Uber has used tool to evade police during foreign raids

An Uber auto drives through LaGuardia Airport in NY on March 15, 2017.

Like managers at Uber's hundreds of offices overseas, they'd been trained to page a number that alerted specially trained staff at company headquarters in San Francisco.

Between spring 2015 and late 2016, Bloomberg says Uber repeatedly used Ripley to avoid police raids in foreign cities such as Amsterdam, Brussels, Hong Kong and Paris. But the company maintains with regards to Ripley, it was in the right. The tool was named in honor of Sigourney Weaver's character in the "Alien" movies. "That's the only unusual thing here to me", he said, pointing out that most companies will use very common end-point management software.

In one case Ripley was deployed to prevent Canadian tax investigators, who believed Uber had violated tax laws, from collecting evidence even though they had a warrant. Uber quickly discontinued the practice after its existence was by The New York Times.

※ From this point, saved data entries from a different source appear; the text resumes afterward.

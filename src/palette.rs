use crate::simulation::{Cell, Life};

/// RGBA color, 8 bits per channel
pub type Rgba = [u8; 4];

/// Which lookup table the renderer applies. Purely a view concern; the
/// simulation state is identical under both.
#[derive(Clone, Copy, Debug, PartialEq, Eq)]
pub enum DisplayMode {
    /// Alive/dead only
    Cells,
    /// Color each cell by its live-neighbor count
    Population,
}

impl DisplayMode {
    pub fn toggled(self) -> Self {
        match self {
            DisplayMode::Cells => DisplayMode::Population,
            DisplayMode::Population => DisplayMode::Cells,
        }
    }

    pub fn label(self) -> &'static str {
        match self {
            DisplayMode::Cells => "cells",
            DisplayMode::Population => "population",
        }
    }
}

/// Dead and alive cell colors, indexed by the alive flag
pub const CELL_COLORS: [Rgba; 2] = [
    [0, 0, 0, 255],
    [255, 255, 255, 255],
];

/// Neighbor-count gradient, blue (0) through green to red (8)
pub const POPULATION_COLORS: [Rgba; 9] = [
    [0, 0, 255, 255],
    [0, 136, 255, 255],
    [136, 255, 255, 255],
    [0, 255, 136, 255],
    [0, 255, 0, 255],
    [136, 255, 0, 255],
    [255, 255, 0, 255],
    [255, 136, 0, 255],
    [255, 0, 0, 255],
];

/// Map every committed cell to one color in the caller-owned `frame`.
/// The sink must hold exactly one pixel per cell.
pub fn render_into(life: &Life, mode: DisplayMode, frame: &mut [Rgba]) {
    assert_eq!(
        frame.len(),
        life.width() * life.height(),
        "frame size mismatch"
    );
    for (pixel, &cell) in frame.iter_mut().zip(life.cells()) {
        *pixel = color_for(cell, mode);
    }
}

fn color_for(cell: Cell, mode: DisplayMode) -> Rgba {
    match mode {
        DisplayMode::Cells => CELL_COLORS[cell.state() as usize],
        DisplayMode::Population => POPULATION_COLORS[cell.neighbors() as usize],
    }
}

Separately, Uber is under investigation for its "greyball" software, which was reportedly used to thwart government regulators. And Waymo, Google's self-driving auto company, has sued Uber claiming that its self-driving vehicle technology is based on trade secrets effectively stolen during Uber's purchase of Otto, a self-driving truck company started by former Google employee Anthony Levandowski.

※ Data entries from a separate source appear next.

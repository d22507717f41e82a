//! Settle poller.
//!
//! After a write, the remote object is read back until it matches the
//! desired projection. The poller owns one [`session::SettleSession`] per
//! call and moves through three states:
//!
//! - polling: read, snapshot, compare, sleep the current backoff
//! - converged: enough consecutive matching reads were seen
//! - exhausted: the deadline passed or the caller cancelled
//!
//! Suspension happens only while a read is in flight and while sleeping;
//! both are interrupted by cancellation and by the deadline.

pub mod backoff;
pub mod poller;
pub mod session;

pub use backoff::Backoff;
pub use poller::{effective_deadline, settle};
pub use session::SettleSession;

use std::time::Duration;
use tokio::time::Instant;
use tokio_util::sync::CancellationToken;
use upkeep_core_types::{RequestContext, SessionId};

/// How long and how hard one settle call polls.
#[derive(Debug, Clone, PartialEq, Eq)]
pub struct SettlePolicy {
    pub timeout: Duration,
    pub backoff: Backoff,
    /// Consecutive matching reads needed before the object counts as settled
    pub required_matches: u32,
}

impl SettlePolicy {
    pub fn new(timeout: Duration) -> Self {
        Self {
            timeout,
            ..Self::default()
        }
    }

    pub fn with_backoff(mut self, backoff: Backoff) -> Self {
        self.backoff = backoff;
        self
    }

    pub fn with_required_matches(mut self, required_matches: u32) -> Self {
        self.required_matches = required_matches;
        self
    }
}

impl Default for SettlePolicy {
    fn default() -> Self {
        Self {
            timeout: Duration::from_secs(120),
            backoff: Backoff::default(),
            required_matches: 1,
        }
    }
}

/// What the caller imposes on a settle call: an optional deadline of its
/// own, a cancellation token and the correlation context.
#[derive(Debug, Clone, Default)]
pub struct CallerContext {
    deadline: Option<Instant>,
    cancel: CancellationToken,
    request: RequestContext,
}

impl CallerContext {
    pub fn new() -> Self {
        Self::default()
    }

    pub fn with_deadline(mut self, deadline: Instant) -> Self {
        self.deadline = Some(deadline);
        self
    }

    pub fn with_cancel_token(mut self, cancel: CancellationToken) -> Self {
        self.cancel = cancel;
        self
    }

    pub fn with_request(mut self, request: RequestContext) -> Self {
        self.request = request;
        self
    }

    pub fn deadline(&self) -> Option<Instant> {
        self.deadline
    }

    pub fn cancel_token(&self) -> &CancellationToken {
        &self.cancel
    }

    pub fn request(&self) -> &RequestContext {
        &self.request
    }

    pub fn session_id(&self) -> &SessionId {
        &self.request.session_id
    }
}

Albert Gidari, director of privacy at Stanford Law School's Center for Internet & Society added that companies often protect networks and computers against dawn raids where the scope of authority is in question and the data to be seized is in another jurisdiction.

The company's hard-charging co-founder and CEO, Travis Kalanick, resigned in June after former engineer Susan Fowler's early-2017 blog post revealed a corporate culture that was toxic to women. Dara Khosrowshahi has, at times, seemed less like management than mopping exercise.

Uber says this tool - no longer in use - could lock computers and smartphones and change passwords remotely from the company's headquarters in San Francisco.

Uber is serious about "security" in it offices.when it comes to evidence.and hiding that from the police.that show up with search warrants.

Think of it as a panic button and Uber is calling it "Ripley".

Less than a week after Greyball was exposed, Uber said it stopped using the software.

Uber is reported to have used remote shutdowns of computers to thwart police raids.